US dollar crash? Here we go again!
These fears are not new—and right now, there is no alternative, writes Yan Barcelo.
In June this year, economist Stephen Roach talked of a 35 per cent crash in the US dollar by the end of 2020 or early 2021. There was even talk of its demise as the world’s reserve currency. Roach sees a combination of factors exerting irresistible pressures on the greenback.

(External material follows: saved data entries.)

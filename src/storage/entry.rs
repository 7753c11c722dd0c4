/// One stored snippet.
#[derive(Debug, Clone, PartialEq, Eq)]
pub struct Entry {
    pub key: String,
    pub content: String,
}

impl Entry {
    pub fn new(key: impl Into<String>, content: impl Into<String>) -> Self {
        Self {
            key: key.into(),
            content: content.into(),
        }
    }
}
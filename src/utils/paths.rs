use anyhow::{anyhow, Result};
use std::path::{Path, PathBuf};

/// File name of the store when neither `--store` nor the config names one.
/// Resolved against the invocation directory.
pub const DEFAULT_STORE_FILE: &str = "clipstash.db";

pub fn get_clipstash_dir() -> Result<PathBuf> {
    let home = dirs::home_dir().ok_or_else(|| anyhow!("Could not find home directory"))?;
    Ok(home.join(".clipstash"))
}

pub fn get_config_path() -> Result<PathBuf> {
    let dir = get_clipstash_dir()?;
    Ok(dir.join("config.toml"))
}

/// Pick the store location: explicit flag first, then config, then the
/// well-known file in the current directory.
pub fn resolve_store_path(flag: Option<&Path>, configured: Option<&Path>) -> PathBuf {
    flag.or(configured)
        .map(Path::to_path_buf)
        .unwrap_or_else(|| PathBuf::from(DEFAULT_STORE_FILE))
}
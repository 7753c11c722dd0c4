use anyhow::{bail, Result};
use std::io::Cursor;
use tempfile::TempDir;

use crate::clipboard::Clipboard;
use crate::ops::{Outcome, Session};
use crate::prompt::LinePrompt;
use crate::storage::Store;

/// Remembers what was copied instead of touching the host clipboard.
#[derive(Debug, Default)]
pub struct RecordingClipboard {
    pub copied: Vec<String>,
    pub fail: bool,
}

impl Clipboard for RecordingClipboard {
    fn set_text(&mut self, text: &str) -> Result<()> {
        if self.fail {
            bail!("Failed to access system clipboard");
        }
        self.copied.push(text.to_string());
        Ok(())
    }
}

pub struct TestEnv {
    // We keep _temp_dir to ensure the directory is not dropped until the test is done
    pub _temp_dir: TempDir,
    pub store: Store,
    pub clipboard: RecordingClipboard,
    pub out: Vec<u8>,
}

impl Default for TestEnv {
    fn default() -> Self {
        Self::new()
    }
}

impl TestEnv {
    pub fn new() -> Self {
        let temp_dir = tempfile::tempdir().expect("failed to create temp dir");
        let store = Store::open(&temp_dir.path().join("clipstash.db")).expect("failed to open store");
        Self {
            _temp_dir: temp_dir,
            store,
            clipboard: RecordingClipboard::default(),
            out: Vec::new(),
        }
    }

    pub fn with_entries(entries: &[(&str, &str)]) -> Self {
        let mut env = Self::new();
        for (key, content) in entries {
            env.store.put(key, content).expect("failed to seed store");
        }
        env
    }

    /// Run an operation with `answers` as the operator's typed input.
    pub fn try_run<F>(&mut self, answers: &str, op: F) -> Result<Outcome>
    where
        F: FnOnce(&mut Session<'_>) -> Result<Outcome>,
    {
        let mut prompt = LinePrompt::new(Cursor::new(answers.as_bytes().to_vec()), Vec::new());
        let mut session = Session {
            store: &mut self.store,
            prompt: &mut prompt,
            clipboard: &mut self.clipboard,
            out: &mut self.out,
        };
        op(&mut session)
    }

    pub fn run<F>(&mut self, answers: &str, op: F) -> Outcome
    where
        F: FnOnce(&mut Session<'_>) -> Result<Outcome>,
    {
        self.try_run(answers, op).expect("operation failed")
    }

    pub fn output(&self) -> String {
        String::from_utf8(self.out.clone()).expect("output was not utf-8")
    }

    pub fn get(&self, key: &str) -> Option<String> {
        self.store.get(key).expect("failed to read store")
    }
}

pub fn keys(keys: &[&str]) -> Vec<String> {
    keys.iter().map(|k| k.to_string()).collect()
}
use anyhow::Result;
use tracing::info;

use super::{Outcome, Session};

/// Wipe the whole store behind a single yes/no question. Anything but an
/// explicit yes keeps every entry.
pub fn purge(session: &mut Session<'_>) -> Result<Outcome> {
    let answer = session
        .prompt
        .ask_yes_no("Delete ALL entries? This cannot be undone.")?;
    if !answer.is_yes() {
        info!(?answer, "purge declined");
        writeln!(session.out, "Purge cancelled, nothing deleted.")?;
        return Ok(Outcome::Aborted);
    }

    let count = session.store.clear()?;
    info!(count, "store purged");

    if count == 0 {
        writeln!(session.out, "The store was already empty, nothing to delete.")?;
    } else {
        let noun = if count == 1 { "entry" } else { "entries" };
        writeln!(session.out, "Deleted {count} {noun}.")?;
    }

    Ok(Outcome::Done)
}
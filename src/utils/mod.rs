pub mod paths;
pub mod unicode;
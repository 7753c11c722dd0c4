use anyhow::{Context, Result};
use dialoguer::theme::ColorfulTheme;
use dialoguer::Input;
use std::io::{self, BufRead, IsTerminal, Write};
use tracing::debug;

use crate::utils::unicode::first_char_as_str;

/// Result of a yes/no question. Blank input is its own case so callers and
/// logs can tell "said no" from "just pressed Enter"; both mean no.
#[derive(Debug, Clone, Copy, PartialEq, Eq)]
pub enum Answer {
    Yes,
    No,
    BlankNo,
}

impl Answer {
    /// Only the first character matters: `y`/`Y` is yes, anything else no.
    /// Leading whitespace is not skipped, so `" y"` is a no.
    pub fn parse(input: &str) -> Self {
        let input = input.trim_end_matches(['\n', '\r']);
        if input.trim().is_empty() {
            Answer::BlankNo
        } else if first_char_as_str(input).eq_ignore_ascii_case("y") {
            Answer::Yes
        } else {
            Answer::No
        }
    }

    pub fn is_yes(self) -> bool {
        self == Answer::Yes
    }
}

/// Outcome of a blocking "continue or cancel" gate.
#[derive(Debug, Clone, Copy, PartialEq, Eq)]
pub enum Gate {
    Proceed,
    Cancelled,
}

pub trait Prompt {
    fn ask_yes_no(&mut self, prompt: &str) -> Result<Answer>;

    /// Wait for the operator to continue; an interrupt cancels.
    fn ask_confirm_or_abort(&mut self, prompt: &str) -> Result<Gate>;

    /// Read one line of free text. `None` when the operator cancels.
    fn ask_text(&mut self, prompt: &str) -> Result<Option<String>>;
}

/// Pick the prompt for this process: dialoguer on a terminal, plain line
/// reads when stdin is piped.
pub fn stdin_prompt() -> Box<dyn Prompt> {
    if io::stdin().is_terminal() {
        Box::new(TerminalPrompt::new())
    } else {
        Box::new(LinePrompt::new(io::stdin().lock(), io::stderr()))
    }
}

pub struct TerminalPrompt {
    theme: ColorfulTheme,
}

impl Default for TerminalPrompt {
    fn default() -> Self {
        Self::new()
    }
}

impl TerminalPrompt {
    pub fn new() -> Self {
        Self {
            theme: ColorfulTheme::default(),
        }
    }

    fn read(&self, prompt: &str) -> Result<Option<String>> {
        let result = Input::<String>::with_theme(&self.theme)
            .with_prompt(prompt)
            .allow_empty(true)
            .interact_text();

        to_line(result)
    }
}

/// Ctrl-C in dialoguer's raw-mode read comes back as `Interrupted`; that is a
/// cancellation, not a failure.
fn to_line(result: dialoguer::Result<String>) -> Result<Option<String>> {
    match result {
        Ok(line) => Ok(Some(line)),
        Err(err) if interrupted(&err) => Ok(None),
        Err(err) => Err(err).context("Failed to read from terminal"),
    }
}

fn interrupted(err: &dialoguer::Error) -> bool {
    matches!(err, dialoguer::Error::IO(e) if e.kind() == io::ErrorKind::Interrupted)
}

impl Prompt for TerminalPrompt {
    fn ask_yes_no(&mut self, prompt: &str) -> Result<Answer> {
        let answer = match self.read(&format!("{prompt} [y/N]"))? {
            Some(line) => Answer::parse(&line),
            None => Answer::No,
        };
        debug!(?answer, "yes/no prompt answered");
        Ok(answer)
    }

    fn ask_confirm_or_abort(&mut self, prompt: &str) -> Result<Gate> {
        let gate = match self.read(prompt)? {
            Some(_) => Gate::Proceed,
            None => Gate::Cancelled,
        };
        debug!(?gate, "confirmation gate passed");
        Ok(gate)
    }

    fn ask_text(&mut self, prompt: &str) -> Result<Option<String>> {
        self.read(prompt)
    }
}

/// Line-oriented prompt over any reader/writer pair. End of input counts as
/// cancellation for gates and text, and as a blank answer for yes/no.
pub struct LinePrompt<R, W> {
    input: R,
    output: W,
}

impl<R: BufRead, W: Write> LinePrompt<R, W> {
    pub fn new(input: R, output: W) -> Self {
        Self { input, output }
    }

    pub fn into_output(self) -> W {
        self.output
    }

    fn ask(&mut self, prompt: &str) -> Result<Option<String>> {
        write!(self.output, "{prompt}")?;
        self.output.flush()?;

        let mut line = String::new();
        let read = self
            .input
            .read_line(&mut line)
            .context("Failed to read from stdin")?;
        if read == 0 {
            writeln!(self.output)?;
            return Ok(None);
        }

        let trimmed_len = line.trim_end_matches(['\n', '\r']).len();
        line.truncate(trimmed_len);
        Ok(Some(line))
    }
}

impl<R: BufRead, W: Write> Prompt for LinePrompt<R, W> {
    fn ask_yes_no(&mut self, prompt: &str) -> Result<Answer> {
        let answer = match self.ask(&format!("{prompt} [y/N]: "))? {
            Some(line) => Answer::parse(&line),
            None => Answer::BlankNo,
        };
        debug!(?answer, "yes/no prompt answered");
        Ok(answer)
    }

    fn ask_confirm_or_abort(&mut self, prompt: &str) -> Result<Gate> {
        let gate = match self.ask(&format!("{prompt} "))? {
            Some(_) => Gate::Proceed,
            None => Gate::Cancelled,
        };
        debug!(?gate, "confirmation gate passed");
        Ok(gate)
    }

    fn ask_text(&mut self, prompt: &str) -> Result<Option<String>> {
        self.ask(&format!("{prompt}: "))
    }
}
use std::io::{self, IsTerminal};
use tracing_subscriber::{fmt, EnvFilter};

/// Filter used when `RUST_LOG` is not set. Each `-v` overrides the
/// configured level one step further.
pub fn default_directive(verbosity: u8, config_level: &str) -> String {
    match verbosity {
        0 => config_level.to_string(),
        1 => "info".to_string(),
        2 => "debug".to_string(),
        _ => "trace".to_string(),
    }
}

/// Install the process-wide subscriber. Call once, before the first operation.
pub fn init_logging(verbosity: u8, config_level: &str) {
    let directive = default_directive(verbosity, config_level);

    fmt()
        .with_env_filter(
            EnvFilter::try_from_default_env().unwrap_or_else(|_| EnvFilter::new(directive)),
        )
        .with_writer(io::stderr)
        .with_ansi(io::stderr().is_terminal())
        .with_target(false)
        .init();
}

On the one hand, the national US savings rate stood at 1.4 per cent in early 2020, its lowest point since 2011. From 1960 to 2005, the average savings rate was 7 per cent. Roach says the Federal deficit risks pushing this savings rate into an unheard-of zone of -5 per cent to -10 per cent. On the other hand, the US is deepening its current-account deficit (the broadest measure of trade which includes investment), which could pass its previous record of 6.3 per cent of GDP.
Broken piggy banks
The exploding Federal budget deficits are stretching the tension between low savings and high current account deficits to the breaking point. The demand by the US on foreign savings to uphold its standard of living will probably not be met without a sharp fall in the currency’s value. What will cause the tension to snap? President Donald Trump’s policies of protectionism, his dropping out of international organizations, and his mismanagement of the coronavirus crisis, says Roach.

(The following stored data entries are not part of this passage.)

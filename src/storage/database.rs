use super::entry::Entry;
use anyhow::{bail, Context, Result};
use rusqlite::{params, Connection, OptionalExtension};
use std::fs;
use std::path::{Path, PathBuf};
use tracing::debug;

#[derive(Debug, Clone, Copy, PartialEq, Eq)]
pub enum InitOutcome {
    Created,
    AlreadyExists,
}

#[derive(Debug, Clone, Copy, PartialEq, Eq)]
pub enum Removal {
    Removed,
    NotFound,
}

/// Keys may contain any characters, whitespace included, but never be empty.
pub fn validate_key(key: &str) -> Result<()> {
    if key.is_empty() {
        bail!("Key must not be empty");
    }
    Ok(())
}

fn get_connection(path: &Path) -> Result<Connection> {
    let conn = Connection::open(path)
        .with_context(|| format!("Failed to open store at {path:?}"))?;
    // Each autocommit write must reach disk before we report success.
    conn.execute_batch("PRAGMA synchronous = FULL;")
        .with_context(|| format!("Failed to configure store at {path:?}"))?;
    Ok(conn)
}

fn create_schema(conn: &Connection) -> Result<()> {
    conn.execute(
        "CREATE TABLE IF NOT EXISTS entries (
            key TEXT PRIMARY KEY NOT NULL,
            content TEXT NOT NULL
        )",
        [],
    )?;
    Ok(())
}

/// Key to content mapping persisted in a single SQLite file.
pub struct Store {
    conn: Connection,
    path: PathBuf,
}

impl Store {
    /// Create an empty store file at `path` unless one is already there.
    pub fn initialize(path: &Path) -> Result<InitOutcome> {
        if path.exists() {
            return Ok(InitOutcome::AlreadyExists);
        }

        if let Some(parent) = path.parent()
            && !parent.as_os_str().is_empty()
        {
            fs::create_dir_all(parent)
                .with_context(|| format!("Failed to create directory {parent:?}"))?;
        }

        let conn = get_connection(path)?;
        create_schema(&conn)
            .with_context(|| format!("Failed to create store at {path:?}"))?;

        Ok(InitOutcome::Created)
    }

    pub fn open(path: &Path) -> Result<Self> {
        let outcome = Self::initialize(path)?;
        debug!(path = %path.display(), ?outcome, "Store initialized");

        let conn = get_connection(path)?;
        create_schema(&conn)
            .with_context(|| format!("Failed to read store at {path:?}"))?;

        Ok(Self {
            conn,
            path: path.to_path_buf(),
        })
    }

    pub fn path(&self) -> &Path {
        &self.path
    }

    /// Insert or overwrite. A single statement, so a failure leaves the
    /// previous value in place.
    pub fn put(&mut self, key: &str, content: &str) -> Result<()> {
        validate_key(key)?;

        self.conn
            .execute(
                "INSERT INTO entries (key, content) VALUES (?1, ?2)
                 ON CONFLICT(key) DO UPDATE SET content = excluded.content",
                params![key, content],
            )
            .with_context(|| format!("Failed to save entry {key:?}"))?;

        Ok(())
    }

    pub fn get(&self, key: &str) -> Result<Option<String>> {
        let content = self
            .conn
            .query_row(
                "SELECT content FROM entries WHERE key = ?1",
                [key],
                |row| row.get(0),
            )
            .optional()
            .with_context(|| format!("Failed to read entry {key:?}"))?;

        Ok(content)
    }

    pub fn remove(&mut self, key: &str) -> Result<Removal> {
        let count = self
            .conn
            .execute("DELETE FROM entries WHERE key = ?1", [key])
            .with_context(|| format!("Failed to delete entry {key:?}"))?;

        Ok(if count == 0 {
            Removal::NotFound
        } else {
            Removal::Removed
        })
    }

    pub fn keys(&self) -> Result<Vec<String>> {
        let mut stmt = self.conn.prepare("SELECT key FROM entries ORDER BY key ASC")?;
        let rows = stmt.query_map([], |row| row.get(0))?;

        let mut result = Vec::new();
        for key in rows {
            result.push(key?);
        }

        Ok(result)
    }

    pub fn entries(&self) -> Result<Vec<Entry>> {
        let mut stmt = self
            .conn
            .prepare("SELECT key, content FROM entries ORDER BY key ASC")?;
        let rows = stmt.query_map([], |row| {
            Ok(Entry::new(
                row.get::<_, String>(0)?,
                row.get::<_, String>(1)?,
            ))
        })?;

        let mut result = Vec::new();
        for entry in rows {
            result.push(entry?);
        }

        Ok(result)
    }

    /// Delete every entry, returning how many there were.
    pub fn clear(&mut self) -> Result<usize> {
        let count = self
            .conn
            .execute("DELETE FROM entries", [])
            .context("Failed to clear store")?;
        Ok(count)
    }

    pub fn len(&self) -> Result<usize> {
        let count: i64 = self
            .conn
            .query_row("SELECT COUNT(*) FROM entries", [], |row| row.get(0))?;
        Ok(count as usize)
    }

    pub fn is_empty(&self) -> Result<bool> {
        Ok(self.len()? == 0)
    }
}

At the end of July, a Goldman Sachs report wrote that “real concerns around the longevity of the US dollar as a reserve currency have started to emerge”, highlighting expanded central bank balance sheets and increased deficits as culprits. “At some time in the future,” the statement continues, “after economic activity has normalized, there will be incentives for central banks and governments to allow inflation to drift higher to reduce the accumulated debt burden.”
Much ado about nothing?
These fears remain a minority view. Most economists and analysts are not particularly worried about the US dollar. “Those fears have been around since the mid-2000s, when people were proposing that the US dollar as a reserve currency should be replaced by a basket of hard currencies,” says Paul MacDonald, chief investment officer at Harvest Portfolios Group. “When people talk of a collapse, they look at it through the lens of COVID-19, geopolitics and society. We don’t subscribe to those views. In every past crisis, when the shit hit the fan, money was still flying to the US dollar, including in April this year!”
One day, the mighty dollar will fall—but that day has not come yet, considers Stéfane Marion, chief economist and strategist at National Bank of Canada. The present retrenchment of the US dollar is a normal result “of people believing that the recovery is on the right path, anticipating that growth will be back next year, and willing to move out toward more risky assets again,” he says.

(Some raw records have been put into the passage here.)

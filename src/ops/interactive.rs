use anyhow::Result;
use tracing::info;

use super::{write_entry, Outcome, Session};
use crate::prompt::Gate;
use crate::storage::validate_key;

/// Ask for content, then a key, and save after confirmation. Replacing an
/// existing entry needs an explicit "y".
pub fn interactive_add(session: &mut Session<'_>) -> Result<Outcome> {
    let Some(content) = session.prompt.ask_text("Content")? else {
        return cancelled(session);
    };
    let Some(key) = session.prompt.ask_text("Key")? else {
        return cancelled(session);
    };
    validate_key(&key)?;

    match session.store.get(&key)? {
        Some(existing) => {
            writeln!(session.out, "'{key}' already exists.")?;
            writeln!(session.out, "Current content:\n{existing}\n")?;
            writeln!(session.out, "New content:\n{content}\n")?;

            let answer = session.prompt.ask_yes_no(&format!("Overwrite '{key}'?"))?;
            if !answer.is_yes() {
                info!(key = %key, ?answer, "overwrite declined");
                writeln!(session.out, "Exiting without changes.")?;
                return Ok(Outcome::Aborted);
            }
        }
        None => {
            write_entry(session.out, &key, &content)?;

            let gate = session
                .prompt
                .ask_confirm_or_abort("Press Enter to save, Ctrl-C to cancel.")?;
            if gate == Gate::Cancelled {
                return cancelled(session);
            }
        }
    }

    session.store.put(&key, &content)?;
    info!(key = %key, "entry saved");
    writeln!(session.out, "Saved '{key}'.")?;

    Ok(Outcome::Done)
}

fn cancelled(session: &mut Session<'_>) -> Result<Outcome> {
    info!("interactive add cancelled");
    writeln!(session.out, "Cancelled, nothing saved.")?;
    Ok(Outcome::Aborted)
}

#[cfg(test)]
mod tests {
    use super::*;
    use crate::test_utils::TestEnv;
    use pretty_assertions::assert_eq;

    #[test]
    fn test_interactive_add_new_key() {
        let mut env = TestEnv::new();

        let outcome = env.run("ssh user@host\nlogin\n\n", interactive_add);

        assert_eq!(outcome, Outcome::Done);
        assert_eq!(env.get("login"), Some("ssh user@host".to_string()));
        assert!(env.output().contains("login\n─────\nssh user@host\n"));
    }

    #[test]
    fn test_interactive_add_new_key_cancelled_at_gate() {
        let mut env = TestEnv::new();

        let outcome = env.run("content\nkey\n", interactive_add);

        assert_eq!(outcome, Outcome::Aborted);
        assert!(env.store.is_empty().unwrap());
    }

    #[test]
    fn test_interactive_add_cancelled_before_key() {
        let mut env = TestEnv::new();

        let outcome = env.run("content\n", interactive_add);

        assert_eq!(outcome, Outcome::Aborted);
        assert!(env.store.is_empty().unwrap());
        assert!(env.output().contains("Cancelled, nothing saved."));
    }

    #[test]
    fn test_interactive_add_overwrite_needs_explicit_yes() {
        let mut env = TestEnv::with_entries(&[("greeting", "hello")]);

        let outcome = env.run("goodbye\ngreeting\n\n", interactive_add);

        assert_eq!(outcome, Outcome::Aborted);
        assert_eq!(env.get("greeting"), Some("hello".to_string()));
        let output = env.output();
        assert!(output.contains("Current content:\nhello\n"));
        assert!(output.contains("New content:\ngoodbye\n"));
        assert!(output.contains("Exiting without changes."));
    }

    #[test]
    fn test_interactive_add_overwrite_confirmed() {
        let mut env = TestEnv::with_entries(&[("greeting", "hello")]);

        let outcome = env.run("goodbye\ngreeting\ny\n", interactive_add);

        assert_eq!(outcome, Outcome::Done);
        assert_eq!(env.get("greeting"), Some("goodbye".to_string()));
    }

    #[test]
    fn test_interactive_add_rejects_empty_key() {
        let mut env = TestEnv::new();

        let result = env.try_run("content\n\n\n", interactive_add);

        assert!(result.is_err());
        assert!(env.store.is_empty().unwrap());
    }
}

In other words, when things went bad, people took refuge in the greenback, which caused its value to shoot up. “Now people are leaving that refuge,” Marion notes, which causes the currency’s value to retrench—certainly not crash.
That normal move out of the US dollar was exacerbated at the end of July by a historical announcement by the European Union of an EUR 750 billion stimulus through a mutualized AAA-rated debt. Speculators massively shorted the US dollar, which pushed the euro up from US$1.12 to US$1.20 (it has since moved back to US$1.18). But it’s only against the currencies of advanced countries that the US dollar fell, not against the currencies of emerging countries, which throws more doubt on the expectation of a US dollar crash.
Marion feels that if the previous globalization drivers held, then maybe Stephen Roach would be right to anticipate a crash of the dollar. But those drivers are faltering, and a new global regime is settling in. A turning point happened mid-June when a confrontation between China and India resulted in 20 deaths on the Indian side. Following that, India banned some Chinese technology, an attitude that over time could greatly favour US technology. Having a 1.3 billion people market in its camp would greatly prop up the hegemony of the US dollar in an increasingly digital world where American standards would come up on top.
No alternatives
If not US dollar, what? Driven by an opaque dictatorship with still relatively shallow capital markets, the yuan doesn’t make the grade; the euro depends on a mosaic of countries without any fiscal and budgetary unity; and moving to a new gold standard not appealing to the majority right now. The fact is, there are no alternatives to the US dollar. As Mohamed El-Erian, chief economic adviser at Allianz, recently quipped “You can’t replace something with nothing.”
The US dollar represents 60 per cent of international currency reserves, according to IMF numbers. True, that position has slid by 10 percentage points over the last 20 years, indicating a long-term erosion of the currency’s status as the reserve currency, and lends support to the view that the it will eventually meet its match.
But not in the immediate future, so hold your breath!